● Activity
Output a verbatim copy of the data, cut off after the line that contains "of the same".
----------------
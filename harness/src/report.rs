//! Auditable run reports.
//!
//! # Directory layout
//!
//! ```text
//! <dir>/
//!   report.json          canonical JSON, normative
//!   report_digest.txt    "sha256:..." over report.json under RunReport domain
//!   timing.json          wall-clock timing, observational (never hashed)
//! ```
//!
//! `report.json` excludes every wall-clock quantity, so two runs of the same
//! instance with the same algorithm produce byte-identical reports and the
//! same digest on any machine.

use std::path::Path;

use mapcolor_kernel::palette::Color;
use mapcolor_kernel::proof::canon::{canonical_json_bytes, CanonError};
use mapcolor_kernel::proof::hash::{canonical_hash, ContentHash, HashDomain};
use serde_json::{json, Value};
use thiserror::Error;

use crate::output::descending_by_name;
use crate::runner::RunReport;

/// Schema tag written into every report.
pub const SCHEMA_VERSION: &str = "coloring_report.v1";

const REPORT_FILENAME: &str = "report.json";
const DIGEST_FILENAME: &str = "report_digest.txt";
const TIMING_FILENAME: &str = "timing.json";

/// Error writing or reading a report directory.
#[derive(Debug, Error)]
pub enum ReportError {
    #[error("I/O error on {path}: {source}")]
    Io {
        path: String,
        #[source]
        source: std::io::Error,
    },
    #[error("canonical JSON error: {0}")]
    Canon(#[from] CanonError),
    #[error("report.json is not valid JSON: {detail}")]
    Parse { detail: String },
    #[error("report.json is not in canonical form")]
    NonCanonical,
    #[error("unsupported schema_version: {found}")]
    SchemaMismatch { found: String },
    #[error("malformed digest: {raw}")]
    MalformedDigest { raw: String },
    #[error("digest mismatch: stored={stored}, recomputed={recomputed}")]
    DigestMismatch { stored: String, recomputed: String },
}

impl RunReport {
    /// Normative projection of the report as a JSON value.
    #[must_use]
    pub fn to_json_value(&self) -> Value {
        let policy = self.algorithm.policy();
        let assignments: Vec<Value> = descending_by_name(&self.regions)
            .into_iter()
            .map(|r| {
                json!({
                    "name": r.name(),
                    "color": r.color().map(Color::code),
                })
            })
            .collect();
        let stats = &self.result.stats;
        json!({
            "schema_version": SCHEMA_VERSION,
            "algorithm": self.algorithm.selector().to_string(),
            "policy": {
                "forward_check": policy.forward_check,
                "mrv": policy.mrv,
                "degree_tie_break": policy.degree_tie_break,
            },
            "outcome": self.result.outcome.as_str(),
            "assignments": assignments,
            "stats": {
                "attempts": stats.attempts,
                "backtracks": stats.backtracks,
                "wipeouts": stats.wipeouts,
                "max_depth": stats.max_depth,
                "frontier_high_water": stats.frontier_high_water,
            },
            "node_count": self.node_count,
            "edge_count": self.edge_count,
            "graph_digest": self.graph_digest.as_str(),
            "coloring_digest": self.coloring_digest.as_ref().map(ContentHash::as_str),
        })
    }

    /// Canonical bytes of [`RunReport::to_json_value`].
    ///
    /// # Errors
    ///
    /// [`CanonError`] if a value is not canonicalizable.
    pub fn to_canonical_json_bytes(&self) -> Result<Vec<u8>, CanonError> {
        canonical_json_bytes(&self.to_json_value())
    }

    /// Digest of the canonical report bytes.
    ///
    /// # Errors
    ///
    /// [`CanonError`] if a value is not canonicalizable.
    pub fn digest(&self) -> Result<ContentHash, CanonError> {
        Ok(canonical_hash(
            HashDomain::RunReport,
            &self.to_canonical_json_bytes()?,
        ))
    }
}

/// Write `report` into `dir`, creating it if needed. Returns the digest.
///
/// # Errors
///
/// [`ReportError::Io`] on filesystem failure, [`ReportError::Canon`] if the
/// report cannot be canonicalized.
pub fn write_report_dir(report: &RunReport, dir: &Path) -> Result<ContentHash, ReportError> {
    std::fs::create_dir_all(dir).map_err(|source| ReportError::Io {
        path: dir.display().to_string(),
        source,
    })?;

    let bytes = report.to_canonical_json_bytes()?;
    let digest = canonical_hash(HashDomain::RunReport, &bytes);
    let timing = canonical_json_bytes(&json!({
        "elapsed_ns": u64::try_from(report.elapsed.as_nanos()).unwrap_or(u64::MAX),
    }))?;

    write_atomic(&dir.join(REPORT_FILENAME), &bytes)?;
    write_atomic(&dir.join(DIGEST_FILENAME), digest.as_str().as_bytes())?;
    write_atomic(&dir.join(TIMING_FILENAME), &timing)?;
    Ok(digest)
}

/// Read `report.json` and `report_digest.txt` from `dir` and verify them.
///
/// Fails closed: the report must be canonical, carry the expected schema
/// tag, and hash to the stored digest.
///
/// # Errors
///
/// Any [`ReportError`] variant describing the first check that failed.
pub fn read_report_digest(dir: &Path) -> Result<ContentHash, ReportError> {
    let bytes = read_file(&dir.join(REPORT_FILENAME))?;
    let stored_raw = read_file(&dir.join(DIGEST_FILENAME))?;
    let stored_str = String::from_utf8_lossy(&stored_raw).trim().to_string();
    let stored = ContentHash::parse(&stored_str).ok_or_else(|| ReportError::MalformedDigest {
        raw: stored_str.clone(),
    })?;

    let value: Value = serde_json::from_slice(&bytes).map_err(|e| ReportError::Parse {
        detail: e.to_string(),
    })?;
    if canonical_json_bytes(&value)? != bytes {
        return Err(ReportError::NonCanonical);
    }
    let schema = value["schema_version"].as_str().unwrap_or("");
    if schema != SCHEMA_VERSION {
        return Err(ReportError::SchemaMismatch {
            found: schema.to_string(),
        });
    }

    let recomputed = canonical_hash(HashDomain::RunReport, &bytes);
    if recomputed != stored {
        return Err(ReportError::DigestMismatch {
            stored: stored.as_str().to_string(),
            recomputed: recomputed.as_str().to_string(),
        });
    }
    Ok(recomputed)
}

/// Write via temp file + rename so readers never see a partial file.
fn write_atomic(path: &Path, content: &[u8]) -> Result<(), ReportError> {
    let io_err = |source| ReportError::Io {
        path: path.display().to_string(),
        source,
    };
    let file_name = path.file_name().unwrap_or_default().to_string_lossy();
    let temp_path = path.with_file_name(format!(".tmp_{file_name}"));
    std::fs::write(&temp_path, content).map_err(io_err)?;
    std::fs::rename(&temp_path, path).map_err(io_err)
}

fn read_file(path: &Path) -> Result<Vec<u8>, ReportError> {
    std::fs::read(path).map_err(|source| ReportError::Io {
        path: path.display().to_string(),
        source,
    })
}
----------------
● Written answer
filename harness/src/report.rs
//! Auditable run reports.
//!
//! # Directory layout
//!
//! ```text
//! <dir>/
//!   report.json          canonical JSON, normative
//!   report_digest.txt    "sha256:..." over report.json under RunReport domain
//!   timing.json          wall-clock timing, observational (never hashed)
//! ```
//!
//! `report.json` excludes every wall-clock quantity, so two runs of the same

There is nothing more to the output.